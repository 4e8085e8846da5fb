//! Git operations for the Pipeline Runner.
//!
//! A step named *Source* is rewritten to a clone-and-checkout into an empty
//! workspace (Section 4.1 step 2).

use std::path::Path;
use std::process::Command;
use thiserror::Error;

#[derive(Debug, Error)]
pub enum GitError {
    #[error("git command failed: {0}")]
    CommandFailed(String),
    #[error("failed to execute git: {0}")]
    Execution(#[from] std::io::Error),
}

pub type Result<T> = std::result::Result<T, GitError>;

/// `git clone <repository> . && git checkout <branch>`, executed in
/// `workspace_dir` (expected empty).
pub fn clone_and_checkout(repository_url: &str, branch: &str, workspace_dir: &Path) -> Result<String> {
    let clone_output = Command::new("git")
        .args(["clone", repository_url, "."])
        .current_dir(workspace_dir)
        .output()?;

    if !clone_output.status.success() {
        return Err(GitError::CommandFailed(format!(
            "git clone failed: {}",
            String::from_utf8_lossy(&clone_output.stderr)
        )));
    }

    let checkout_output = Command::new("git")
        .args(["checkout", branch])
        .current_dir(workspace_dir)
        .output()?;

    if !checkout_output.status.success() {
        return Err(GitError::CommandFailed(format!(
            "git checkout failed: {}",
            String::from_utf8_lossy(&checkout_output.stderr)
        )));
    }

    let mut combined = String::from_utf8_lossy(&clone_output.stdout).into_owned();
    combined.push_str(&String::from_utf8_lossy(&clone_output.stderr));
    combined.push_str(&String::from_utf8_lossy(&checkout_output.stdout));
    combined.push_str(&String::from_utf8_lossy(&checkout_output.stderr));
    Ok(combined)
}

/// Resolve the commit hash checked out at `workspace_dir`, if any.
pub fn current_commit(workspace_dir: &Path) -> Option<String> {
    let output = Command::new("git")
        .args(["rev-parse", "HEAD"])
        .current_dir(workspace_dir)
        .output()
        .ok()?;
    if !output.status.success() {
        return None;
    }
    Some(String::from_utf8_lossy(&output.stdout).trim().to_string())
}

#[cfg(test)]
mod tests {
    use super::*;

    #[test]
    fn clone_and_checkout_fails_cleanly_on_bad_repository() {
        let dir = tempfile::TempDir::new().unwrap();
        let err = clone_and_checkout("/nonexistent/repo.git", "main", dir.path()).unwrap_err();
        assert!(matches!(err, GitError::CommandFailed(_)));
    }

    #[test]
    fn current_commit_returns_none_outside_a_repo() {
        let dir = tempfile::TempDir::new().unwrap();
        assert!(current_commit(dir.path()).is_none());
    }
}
...
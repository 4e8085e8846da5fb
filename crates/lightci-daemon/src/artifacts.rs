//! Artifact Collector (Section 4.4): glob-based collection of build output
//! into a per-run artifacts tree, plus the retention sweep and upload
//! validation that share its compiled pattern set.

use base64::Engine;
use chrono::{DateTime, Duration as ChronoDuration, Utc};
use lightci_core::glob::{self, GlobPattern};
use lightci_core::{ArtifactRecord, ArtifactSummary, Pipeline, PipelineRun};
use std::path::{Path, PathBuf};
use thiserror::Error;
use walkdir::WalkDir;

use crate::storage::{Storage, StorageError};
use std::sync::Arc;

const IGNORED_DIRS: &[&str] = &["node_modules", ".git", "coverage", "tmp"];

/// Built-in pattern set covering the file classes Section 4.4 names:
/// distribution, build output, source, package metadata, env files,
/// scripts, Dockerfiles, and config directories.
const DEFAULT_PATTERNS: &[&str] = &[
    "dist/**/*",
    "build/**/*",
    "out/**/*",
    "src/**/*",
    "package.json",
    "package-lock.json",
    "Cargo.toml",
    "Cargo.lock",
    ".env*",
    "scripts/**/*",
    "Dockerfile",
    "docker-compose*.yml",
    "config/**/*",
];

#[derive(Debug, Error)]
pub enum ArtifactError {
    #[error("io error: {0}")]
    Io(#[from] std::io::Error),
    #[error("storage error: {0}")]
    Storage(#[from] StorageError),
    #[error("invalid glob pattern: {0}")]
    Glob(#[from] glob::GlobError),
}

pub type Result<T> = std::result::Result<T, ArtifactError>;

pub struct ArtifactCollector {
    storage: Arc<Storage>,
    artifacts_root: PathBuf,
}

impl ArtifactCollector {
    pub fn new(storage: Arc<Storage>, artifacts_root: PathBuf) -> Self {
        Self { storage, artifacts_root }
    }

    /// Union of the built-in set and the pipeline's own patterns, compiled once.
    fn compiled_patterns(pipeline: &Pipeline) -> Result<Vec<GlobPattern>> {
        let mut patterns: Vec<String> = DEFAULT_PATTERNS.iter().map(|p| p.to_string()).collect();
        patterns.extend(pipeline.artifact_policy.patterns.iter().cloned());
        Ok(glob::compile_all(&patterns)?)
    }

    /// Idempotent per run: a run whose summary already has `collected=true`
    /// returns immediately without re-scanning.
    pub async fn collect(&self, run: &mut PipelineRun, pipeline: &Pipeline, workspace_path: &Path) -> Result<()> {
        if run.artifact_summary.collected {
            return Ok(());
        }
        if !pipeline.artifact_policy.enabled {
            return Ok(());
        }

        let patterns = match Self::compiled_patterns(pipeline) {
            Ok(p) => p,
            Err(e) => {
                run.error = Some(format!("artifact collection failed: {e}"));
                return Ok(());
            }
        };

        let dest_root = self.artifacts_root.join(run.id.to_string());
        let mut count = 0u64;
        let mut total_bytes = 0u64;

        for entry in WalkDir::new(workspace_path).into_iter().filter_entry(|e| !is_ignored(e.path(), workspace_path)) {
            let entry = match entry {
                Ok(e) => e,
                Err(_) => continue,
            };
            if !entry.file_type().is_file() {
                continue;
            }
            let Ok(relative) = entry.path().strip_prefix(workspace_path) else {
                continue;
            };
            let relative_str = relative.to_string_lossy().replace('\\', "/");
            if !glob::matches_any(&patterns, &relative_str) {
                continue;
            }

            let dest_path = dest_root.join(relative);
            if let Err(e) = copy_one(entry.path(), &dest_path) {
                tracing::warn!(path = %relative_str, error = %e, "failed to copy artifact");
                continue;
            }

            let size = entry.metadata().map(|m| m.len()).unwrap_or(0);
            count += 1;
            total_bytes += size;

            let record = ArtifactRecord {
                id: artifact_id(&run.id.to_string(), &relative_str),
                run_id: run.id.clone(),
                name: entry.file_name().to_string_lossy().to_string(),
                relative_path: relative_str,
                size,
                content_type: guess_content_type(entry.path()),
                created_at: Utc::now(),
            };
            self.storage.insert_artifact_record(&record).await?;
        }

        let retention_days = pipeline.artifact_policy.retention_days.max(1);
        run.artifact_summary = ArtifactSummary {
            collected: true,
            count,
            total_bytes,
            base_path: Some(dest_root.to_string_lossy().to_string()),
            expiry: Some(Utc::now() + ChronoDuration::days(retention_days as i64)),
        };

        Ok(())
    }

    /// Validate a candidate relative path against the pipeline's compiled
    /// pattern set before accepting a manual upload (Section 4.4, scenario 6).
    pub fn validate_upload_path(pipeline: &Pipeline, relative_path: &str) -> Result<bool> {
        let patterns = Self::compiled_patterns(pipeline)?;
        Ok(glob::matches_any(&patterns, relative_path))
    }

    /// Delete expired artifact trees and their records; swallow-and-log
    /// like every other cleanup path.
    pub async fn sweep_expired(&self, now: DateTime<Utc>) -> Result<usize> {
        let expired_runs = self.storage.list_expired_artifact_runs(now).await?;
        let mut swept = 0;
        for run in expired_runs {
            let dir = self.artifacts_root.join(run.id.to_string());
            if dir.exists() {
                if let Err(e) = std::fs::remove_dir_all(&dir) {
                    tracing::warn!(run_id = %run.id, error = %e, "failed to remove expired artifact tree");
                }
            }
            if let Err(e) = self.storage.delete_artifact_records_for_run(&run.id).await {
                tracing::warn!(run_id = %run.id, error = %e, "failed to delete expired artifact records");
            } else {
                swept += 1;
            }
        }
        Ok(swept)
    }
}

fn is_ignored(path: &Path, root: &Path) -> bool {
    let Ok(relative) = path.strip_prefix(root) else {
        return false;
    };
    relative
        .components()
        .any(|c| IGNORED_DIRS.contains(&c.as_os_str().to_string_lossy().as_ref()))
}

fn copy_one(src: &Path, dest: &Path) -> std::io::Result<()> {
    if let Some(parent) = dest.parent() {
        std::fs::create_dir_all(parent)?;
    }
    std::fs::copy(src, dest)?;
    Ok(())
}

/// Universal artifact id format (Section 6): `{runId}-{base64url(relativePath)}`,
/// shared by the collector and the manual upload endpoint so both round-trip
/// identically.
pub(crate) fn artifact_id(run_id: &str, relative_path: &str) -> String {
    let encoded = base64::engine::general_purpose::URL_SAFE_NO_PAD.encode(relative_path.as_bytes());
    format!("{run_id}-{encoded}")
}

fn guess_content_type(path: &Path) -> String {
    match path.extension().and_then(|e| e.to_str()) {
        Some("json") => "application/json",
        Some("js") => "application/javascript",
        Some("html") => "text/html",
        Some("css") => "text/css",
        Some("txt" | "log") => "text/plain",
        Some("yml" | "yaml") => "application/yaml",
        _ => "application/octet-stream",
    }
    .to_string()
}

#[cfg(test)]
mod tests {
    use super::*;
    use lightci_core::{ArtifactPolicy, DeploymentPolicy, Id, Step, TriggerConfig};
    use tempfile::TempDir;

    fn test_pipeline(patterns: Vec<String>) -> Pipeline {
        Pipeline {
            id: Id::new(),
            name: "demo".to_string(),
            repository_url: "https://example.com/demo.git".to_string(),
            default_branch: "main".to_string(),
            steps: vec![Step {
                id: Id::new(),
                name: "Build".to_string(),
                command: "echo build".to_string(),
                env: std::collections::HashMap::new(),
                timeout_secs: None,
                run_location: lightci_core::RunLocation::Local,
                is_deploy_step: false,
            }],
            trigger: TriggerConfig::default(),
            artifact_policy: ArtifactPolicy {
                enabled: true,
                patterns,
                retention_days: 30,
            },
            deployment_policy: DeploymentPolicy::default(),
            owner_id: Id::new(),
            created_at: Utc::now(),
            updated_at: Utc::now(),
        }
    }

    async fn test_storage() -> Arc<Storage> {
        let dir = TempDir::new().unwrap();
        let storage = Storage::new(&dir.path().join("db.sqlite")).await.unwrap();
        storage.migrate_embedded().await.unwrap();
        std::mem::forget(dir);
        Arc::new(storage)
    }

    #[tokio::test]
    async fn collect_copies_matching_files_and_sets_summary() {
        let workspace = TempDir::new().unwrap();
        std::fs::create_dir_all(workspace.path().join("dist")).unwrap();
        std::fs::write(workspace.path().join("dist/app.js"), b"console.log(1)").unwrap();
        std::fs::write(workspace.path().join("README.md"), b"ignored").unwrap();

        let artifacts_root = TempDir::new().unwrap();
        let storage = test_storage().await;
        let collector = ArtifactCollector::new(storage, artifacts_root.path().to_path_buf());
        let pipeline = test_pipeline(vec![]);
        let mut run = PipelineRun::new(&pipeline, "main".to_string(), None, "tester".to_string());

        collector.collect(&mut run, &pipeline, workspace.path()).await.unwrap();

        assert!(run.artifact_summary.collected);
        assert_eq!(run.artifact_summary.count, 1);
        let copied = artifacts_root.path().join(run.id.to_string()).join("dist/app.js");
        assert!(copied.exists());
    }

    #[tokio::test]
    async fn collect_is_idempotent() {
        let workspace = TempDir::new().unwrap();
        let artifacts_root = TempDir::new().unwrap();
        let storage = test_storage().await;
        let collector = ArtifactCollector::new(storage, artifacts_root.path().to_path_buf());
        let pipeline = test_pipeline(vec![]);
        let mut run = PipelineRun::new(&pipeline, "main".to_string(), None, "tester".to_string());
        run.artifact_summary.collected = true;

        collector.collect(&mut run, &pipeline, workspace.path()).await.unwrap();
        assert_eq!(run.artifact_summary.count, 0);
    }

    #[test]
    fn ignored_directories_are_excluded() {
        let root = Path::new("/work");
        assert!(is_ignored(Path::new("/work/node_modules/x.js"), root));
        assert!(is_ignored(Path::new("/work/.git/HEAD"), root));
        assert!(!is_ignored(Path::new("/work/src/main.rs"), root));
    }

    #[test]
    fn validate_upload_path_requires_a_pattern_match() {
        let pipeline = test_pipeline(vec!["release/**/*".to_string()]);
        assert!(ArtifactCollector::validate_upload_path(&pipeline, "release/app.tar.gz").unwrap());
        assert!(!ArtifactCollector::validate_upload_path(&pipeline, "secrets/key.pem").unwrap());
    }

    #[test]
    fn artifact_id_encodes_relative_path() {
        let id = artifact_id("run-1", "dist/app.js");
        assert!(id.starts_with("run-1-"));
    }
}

Aim of the task
Supply only the count of lines above holding "demo".

Result
2